Control is exhausting. It leads to anxiety, as we constantly anticipate what could go wrong and how to fix it. It leaves little room for joy, spontaneity, or flexibility. Relationships suffer when we try to control others or when we demand perfection from them or ourselves.
The Path Forward: Letting Go for More Peace and Connection
The deeper message of both Too Perfect and I’m OK, You’re OK is this: the key to peace, happiness, and fulfilling relationships lies not in controlling or perfecting everything but in letting go.
In Too Perfect, the authors encourage us to become aware of when perfectionism is taking over and to begin loosening our grip. This doesn’t mean we stop caring or doing our best, but we stop believing that everything must be perfect to be worthwhile. By letting go of small things — whether it’s a task, a relationship issue, or a personal flaw — we begin to experience more freedom and peace.
I’m OK, You’re OK offers a similar lesson but focuses on relationships. When we approach others from a balanced place (Adult-to-Adult), we create relationships based on mutual respect and acceptance. Letting go of control in relationships means allowing others to be who they are, accepting that both you and they are “OK” as is. This shift opens up space for more authentic and fulfilling connections.
Living in Balance: Practical Steps for Letting Go
Both books offer practical ways to begin letting go of perfectionism and control:
- Accept imperfection as part of life: Life is naturally imperfect. Instead of fighting this, embrace it. Learn to accept small mistakes or imperfections, both in yourself and others, without judgment.
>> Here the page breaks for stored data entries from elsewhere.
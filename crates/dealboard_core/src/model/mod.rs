//! Pipeline domain model.
//!
//! # Responsibility
//! - Define canonical records used by deal and dashboard logic.
//! - Keep validation next to the data it guards.
//!
//! # Invariants
//! - Every deal and integration is identified by a stable UUID.
//! - Stage, user, brand, channel and tag ids are opaque external references.

pub mod deal;
pub mod integration;
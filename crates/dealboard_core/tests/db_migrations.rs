use dealboard_core::db::migrations::latest_version;
use dealboard_core::db::{open_db, open_db_in_memory, DbError};
use dealboard_core::{RepoError, SqliteDealRepository};
use rusqlite::Connection;

#[test]
fn open_db_in_memory_applies_all_migrations() {
    let conn = open_db_in_memory().unwrap();

    assert_eq!(schema_version(&conn), latest_version());
    for table in [
        "deals",
        "deal_assignees",
        "deal_watchers",
        "deal_labels",
        "deal_amounts",
        "integrations",
        "integration_tags",
        "channel_integrations",
    ] {
        assert_table_exists(&conn, table);
    }
}

#[test]
fn opening_same_database_twice_is_idempotent() {
    let dir = tempfile::tempdir().unwrap();
    let path = dir.path().join("dealboard.db");

    let conn_first = open_db(&path).unwrap();
    assert_eq!(schema_version(&conn_first), latest_version());
    drop(conn_first);

    let conn_second = open_db(&path).unwrap();
    assert_eq!(schema_version(&conn_second), latest_version());
    assert_table_exists(&conn_second, "deals");
}

#[test]
fn opening_database_with_newer_schema_version_returns_error() {
    let dir = tempfile::tempdir().unwrap();
    let path = dir.path().join("future.db");

    let conn = Connection::open(&path).unwrap();
    conn.execute_batch("PRAGMA user_version = 999;").unwrap();
    drop(conn);

    let err = open_db(&path).unwrap_err();
    match err {
        DbError::UnsupportedSchemaVersion {
            db_version,
            latest_supported,
        } => {
            assert_eq!(db_version, 999);
            assert_eq!(latest_supported, latest_version());
        }
        other => panic!("unexpected error: {other}"),
    }
}

#[test]
fn repository_rejects_unmigrated_connection() {
    let conn = Connection::open_in_memory().unwrap();
    let err = SqliteDealRepository::try_new(&conn).err().unwrap();
    assert!(matches!(
        err,
        RepoError::UninitializedConnection {
            actual_version: 0,
            ..
        }
    ));
}

fn schema_version(conn: &Connection) -> u32 {
    conn.query_row("PRAGMA user_version;", [], |row| row.get(0))
        .unwrap()
}

fn assert_table_exists(conn: &Connection, table_name: &str) {
    let exists: i64 = conn
        .query_row(
            "SELECT EXISTS(
                SELECT 1
                FROM sqlite_master
                WHERE type = 'table' AND name = ?1
            );",
            [table_name],
            |row| row.get(0),
        )
        .unwrap();
    assert_eq!(exists, 1, "table {table_name} does not exist");
}
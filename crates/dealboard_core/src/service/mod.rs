//! Core use-case services.
//!
//! # Responsibility
//! - Orchestrate repository calls into deal and dashboard use-cases.
//! - Keep callers decoupled from storage details.

pub mod deal_service;
pub mod integration_service;
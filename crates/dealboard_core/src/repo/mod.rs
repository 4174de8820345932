//! Repository layer abstractions and persistence implementations.
//!
//! # Responsibility
//! - Define use-case oriented data access contracts.
//! - Isolate SQLite query details from service orchestration.
//!
//! # Invariants
//! - Write paths validate records before SQL mutations.
//! - Repository APIs return semantic errors (`NotFound`, `AlreadyConverted`)
//!   in addition to DB transport errors.

use crate::db::migrations::latest_version;
use crate::db::DbError;
use crate::model::deal::DealValidationError;
use crate::model::integration::IntegrationValidationError;
use rusqlite::Connection;
use std::error::Error;
use std::fmt::{Display, Formatter};
use uuid::Uuid;

pub mod deal_repo;
pub mod integration_repo;

pub type RepoResult<T> = Result<T, RepoError>;

/// Repository error shared by deal and integration persistence.
#[derive(Debug)]
pub enum RepoError {
    DealValidation(DealValidationError),
    IntegrationValidation(IntegrationValidationError),
    Db(DbError),
    /// Record with this id does not exist.
    NotFound(Uuid),
    /// Another deal already holds this source conversation.
    AlreadyConverted(String),
    /// Connection schema is not at the expected migrated version.
    UninitializedConnection {
        expected_version: u32,
        actual_version: u32,
    },
    MissingRequiredTable(&'static str),
    InvalidData(String),
}

impl Display for RepoError {
    fn fmt(&self, f: &mut Formatter<'_>) -> std::fmt::Result {
        match self {
            Self::DealValidation(err) => write!(f, "{err}"),
            Self::IntegrationValidation(err) => write!(f, "{err}"),
            Self::Db(err) => write!(f, "{err}"),
            Self::NotFound(id) => write!(f, "record not found: {id}"),
            Self::AlreadyConverted(source) => {
                write!(f, "already converted a deal from conversation {source}")
            }
            Self::UninitializedConnection {
                expected_version,
                actual_version,
            } => write!(
                f,
                "repository requires schema version {expected_version}, got {actual_version}"
            ),
            Self::MissingRequiredTable(table) => write!(f, "repository requires table `{table}`"),
            Self::InvalidData(message) => write!(f, "invalid persisted data: {message}"),
        }
    }
}

impl Error for RepoError {
    fn source(&self) -> Option<&(dyn Error + 'static)> {
        match self {
            Self::DealValidation(err) => Some(err),
            Self::IntegrationValidation(err) => Some(err),
            Self::Db(err) => Some(err),
            _ => None,
        }
    }
}

impl From<DealValidationError> for RepoError {
    fn from(value: DealValidationError) -> Self {
        Self::DealValidation(value)
    }
}

impl From<IntegrationValidationError> for RepoError {
    fn from(value: IntegrationValidationError) -> Self {
        Self::IntegrationValidation(value)
    }
}

impl From<DbError> for RepoError {
    fn from(value: DbError) -> Self {
        Self::Db(value)
    }
}

impl From<rusqlite::Error> for RepoError {
    fn from(value: rusqlite::Error) -> Self {
        Self::Db(DbError::Sqlite(value))
    }
}

/// Rejects connections that were not opened through `db::open_*`.
fn ensure_connection_ready(conn: &Connection, tables: &[&'static str]) -> RepoResult<()> {
    let expected_version = latest_version();
    let actual_version: u32 = conn.query_row("PRAGMA user_version;", [], |row| row.get(0))?;
    if actual_version != expected_version {
        return Err(RepoError::UninitializedConnection {
            expected_version,
            actual_version,
        });
    }

    for table in tables {
        let exists: i64 = conn.query_row(
            "SELECT EXISTS(
                SELECT 1
                FROM sqlite_master
                WHERE type = 'table' AND name = ?1
            );",
            [table],
            |row| row.get(0),
        )?;
        if exists != 1 {
            return Err(RepoError::MissingRequiredTable(table));
        }
    }
    Ok(())
}

fn parse_uuid(value: &str, column: &'static str) -> RepoResult<Uuid> {
    Uuid::parse_str(value)
        .map_err(|_| RepoError::InvalidData(format!("invalid uuid `{value}` in {column}")))
}

fn parse_bool(value: i64, column: &'static str) -> RepoResult<bool> {
    match value {
        0 => Ok(false),
        1 => Ok(true),
        other => Err(RepoError::InvalidData(format!(
            "invalid boolean value `{other}` in {column}"
        ))),
    }
}

fn bool_to_int(value: bool) -> i64 {
    if value {
        1
    } else {
        0
    }
}

/// Escapes `%`, `_` and `\` for a `LIKE ... ESCAPE '\'` pattern.
fn like_contains_pattern(value: &str) -> String {
    let mut escaped = String::with_capacity(value.len() + 2);
    escaped.push('%');
    for ch in value.chars() {
        if matches!(ch, '%' | '_' | '\\') {
            escaped.push('\\');
        }
        escaped.push(ch);
    }
    escaped.push('%');
    escaped
}

#[cfg(test)]
mod tests {
    use super::like_contains_pattern;

    #[test]
    fn like_pattern_escapes_wildcards() {
        assert_eq!(like_contains_pattern("50%_off"), "%50\\%\\_off%");
        assert_eq!(like_contains_pattern("plain"), "%plain%");
    }
}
- Focus on the present, not just the outcome: Whether it’s at work or in relationships, focusing on the present moment helps us enjoy the process rather than constantly worrying about the end result.
- Trust the natural flow of life: Trying to control everything creates resistance and stress. Trust that things will work out even if they don’t go exactly as planned.
- Practice compassionate communication: When interacting with others, focus on understanding and empathy. Avoid engaging from a place of control or fear. Be open to listening and connecting without trying to fix or perfect the other person.
- Do your best, but let go of the results: In both books, there’s a clear message that we can give our best effort but need to release our attachment to outcomes. Whether it’s in work, relationships, or personal growth, peace comes when we do our part and then trust the rest will unfold as it’s meant to.
A Larger Lesson: Finding Peace in Letting Go
The combined lessons of Too Perfect and I’m OK, You’re OK point to a larger truth about life: real happiness and peace come not from controlling or perfecting, but from accepting what is. In Hindu philosophy, this lesson resonates with the teachings of surrendering to the divine flow of life — doing your duty (dharma) but not being attached to the outcome (karma yoga).
Just as we are taught to trust in the divine order of things, these books remind us to let go of the constant need for control. Perfection isn’t what brings peace; acceptance and balance do. When we release our tight grip on control, we open ourselves up to the beauty of life’s imperfections, the joy of human connection, and the peace that comes from knowing that we are “OK” just as we are.